Ninguno de sangre, y ninguno, tampoco, que haya merecido un reproche judicial de más de seis años de prisión. No se trata, pues, de un tío que haya matado a su mujer, ni que haya atropellado a unas criaturas al conducir borracho, ni que haya volado una casa-cuartel de la Guardia Civil, ni que haya envenenado el aceite de mesa, ni que haya participado en un golpe de Estado, ni que haya robado a dos manos desde un cargo público, ni que haya construido bloques de apartamentos donde habría de ir un colegio y un centro de salud, ni que haya abusado sexualmente de menores, ni que haya incendiado bosques de árboles centenarios. Su delito, sustanciado en tentativas de robo, trapicheo de drogas al detall y fugas carcelarias, ha sido el de ser pobre. Los agravantes: su desamparo, su sumisión al deber natural de todo preso, que no es otro que el de buscar la libertad, y, por supuesto, el de carecer de recursos para pagarse abogados expertos en ahormar la ley a los intereses de sus clientes.
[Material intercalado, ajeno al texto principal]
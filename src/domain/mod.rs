//! Pricing rules for landscaping jobs live here.

pub mod estimator;
pub mod rates;
pub mod selections;

pub use estimator::{estimate, estimate_breakdown, Estimate, LineItem, LineItemKind, Price};
pub use rates::{
    budget_ceiling, property_multiplier, BudgetCeiling, Extra, RateTable, BUDGET_BANDS,
    GARDEN_STYLE_SURCHARGES, PROPERTY_TYPES, SERVICE_BASE_COSTS, SOIL_SURCHARGES,
    URGENCY_SURCHARGES,
};
pub use selections::{Extras, FormSnapshot, Selections};
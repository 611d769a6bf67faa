pub mod about;
pub mod estimator;
pub mod rates;

pub use about::AboutPage;
pub use estimator::{BreakdownDefault, EstimatorPage};
pub use rates::RatesPage;
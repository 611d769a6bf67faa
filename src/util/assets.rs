use std::{borrow::Cow, sync::OnceLock};

use rust_embed::RustEmbed;

/// Embed the entire `assets/` directory into the binary.
#[derive(RustEmbed)]
#[folder = "assets"]
struct EmbeddedAssets;

static MAIN_CSS: OnceLock<String> = OnceLock::new();
static ESTIMATOR_CSS: OnceLock<String> = OnceLock::new();

/// Returns the contents of `assets/main.css` as a static string.
pub fn main_css() -> &'static str {
    MAIN_CSS.get_or_init(|| load_text("/assets/main.css")).as_str()
}

/// Returns the contents of `assets/estimator.css` as a static string.
pub fn estimator_css() -> &'static str {
    ESTIMATOR_CSS
        .get_or_init(|| load_text("/assets/estimator.css"))
        .as_str()
}

/// Missing or non-UTF-8 assets log a warning and render unstyled.
fn load_text(path: &str) -> String {
    let Some(asset) = load_asset(path) else {
        tracing::warn!(path, "embedded asset missing");
        return String::new();
    };
    String::from_utf8(asset.into_owned()).unwrap_or_else(|_| {
        tracing::warn!(path, "embedded asset is not valid UTF-8");
        String::new()
    })
}

fn load_asset(path: &str) -> Option<Cow<'static, [u8]>> {
    let canonical = canonical_asset_path(path);
    EmbeddedAssets::get(&canonical).map(|file| file.data)
}

fn canonical_asset_path(path: &str) -> String {
    let trimmed = path.trim_start_matches('/');
    if let Some(rest) = trimmed.strip_prefix("assets/") {
        rest.to_string()
    } else {
        trimmed.to_string()
    }
}

#[cfg(test)]
mod tests {
    use super::*;

    #[test]
    fn asset_paths_are_relative_to_folder() {
        assert_eq!(canonical_asset_path("/assets/main.css"), "main.css");
        assert_eq!(canonical_asset_path("estimator.css"), "estimator.css");
    }

    #[test]
    fn stylesheets_are_embedded() {
        assert!(main_css().contains("body"));
        assert!(estimator_css().contains(".price-total"));
    }
}
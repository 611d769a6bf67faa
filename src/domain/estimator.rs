//! Job pricing: additive line items, then a single budget clamp.

use serde::Serialize;

use super::rates::{
    budget_ceiling, property_multiplier, BudgetCeiling, AREA_RATE, GARDEN_STYLE_SURCHARGES,
    PLANT_RATE, SERVICE_BASE_COSTS, SOIL_SURCHARGES, URGENCY_SURCHARGES,
};
use super::selections::{clamp_area, Selections};
use crate::util::format::humanize_key;

/// Final estimate in currency units. Never negative.
#[derive(Clone, Copy, Debug, Default, PartialEq, PartialOrd, Serialize)]
#[serde(transparent)]
pub struct Price(f64);

impl Price {
    pub const ZERO: Price = Price(0.0);

    pub fn value(self) -> f64 {
        self.0
    }
}

#[derive(Clone, Copy, Debug, PartialEq, Eq, Serialize)]
#[serde(rename_all = "kebab-case")]
pub enum LineItemKind {
    Service,
    Area,
    Plants,
    GardenStyle,
    Urgency,
    Soil,
    Extra,
}

#[derive(Clone, Debug, PartialEq, Serialize)]
pub struct LineItem {
    pub kind: LineItemKind,
    pub label: String,
    pub amount: f64,
}

/// Price together with the line items that produced it.
#[derive(Clone, Debug, PartialEq, Serialize)]
pub struct Estimate {
    pub price: Price,
    pub subtotal: f64,
    pub ceiling: BudgetCeiling,
    pub capped: bool,
    pub items: Vec<LineItem>,
}

impl Estimate {
    fn empty() -> Self {
        Self {
            price: Price::ZERO,
            subtotal: 0.0,
            ceiling: BudgetCeiling::NoLimit,
            capped: false,
            items: Vec::new(),
        }
    }

    fn push(&mut self, kind: LineItemKind, label: impl Into<String>, amount: f64) {
        if amount == 0.0 {
            return;
        }
        self.subtotal += amount;
        self.items.push(LineItem {
            kind,
            label: label.into(),
            amount,
        });
    }
}

pub fn estimate(selections: &Selections) -> Price {
    estimate_breakdown(selections).price
}

pub fn estimate_breakdown(selections: &Selections) -> Estimate {
    let mut estimate = Estimate::empty();

    if !selections.service_type.is_empty() && !selections.property_type.is_empty() {
        let base = SERVICE_BASE_COSTS.rate(&selections.service_type)
            * property_multiplier(&selections.property_type);
        estimate.push(
            LineItemKind::Service,
            format!(
                "{} ({})",
                humanize_key(&selections.service_type),
                humanize_key(&selections.property_type)
            ),
            base,
        );
    }

    let area = clamp_area(selections.area_size);
    estimate.push(
        LineItemKind::Area,
        format!("Area {area} m² @ {AREA_RATE}"),
        area * AREA_RATE,
    );
    estimate.push(
        LineItemKind::Plants,
        format!("{} plants @ {PLANT_RATE}", selections.number_of_plants),
        f64::from(selections.number_of_plants) * PLANT_RATE,
    );
    estimate.push(
        LineItemKind::GardenStyle,
        format!("{} style", humanize_key(&selections.garden_style)),
        GARDEN_STYLE_SURCHARGES.rate(&selections.garden_style),
    );
    estimate.push(
        LineItemKind::Urgency,
        format!("Urgency: {}", humanize_key(&selections.project_urgency)),
        URGENCY_SURCHARGES.rate(&selections.project_urgency),
    );
    estimate.push(
        LineItemKind::Soil,
        format!("{} soil", humanize_key(&selections.soil_type)),
        SOIL_SURCHARGES.rate(&selections.soil_type),
    );
    for extra in selections.extras.iter() {
        estimate.push(LineItemKind::Extra, extra.label(), extra.fee());
    }

    estimate.ceiling = budget_ceiling(&selections.budget_band);
    let clamped = estimate.ceiling.apply(estimate.subtotal);
    estimate.capped = clamped < estimate.subtotal;
    estimate.price = Price(clamped);

    tracing::debug!(
        subtotal = estimate.subtotal,
        ceiling = %estimate.ceiling,
        price = clamped,
        capped = estimate.capped,
        "estimated job price"
    );

    estimate
}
El desamparo de Miguel Montes es tan sideral, que una vez que se ahorcó en su celda y los funcionarios le dieron por muerto, se halló al recobrar la conciencia rodeado de cadáveres en la morgue de un hospital. Se marchó de allí, claro, pero incluso aquél acto computó en su historial fuguista. Y ahí sigue, encerrado, envejecido, seriamente enfermo, esperando que entre la Audiencia de Granada y el Tribunal Supremo se aclaren con las cuentas de su delirante condena.
¿Qué demonios hace el Gobierno que no le indulta y le pide, en nombre de todos, perdón?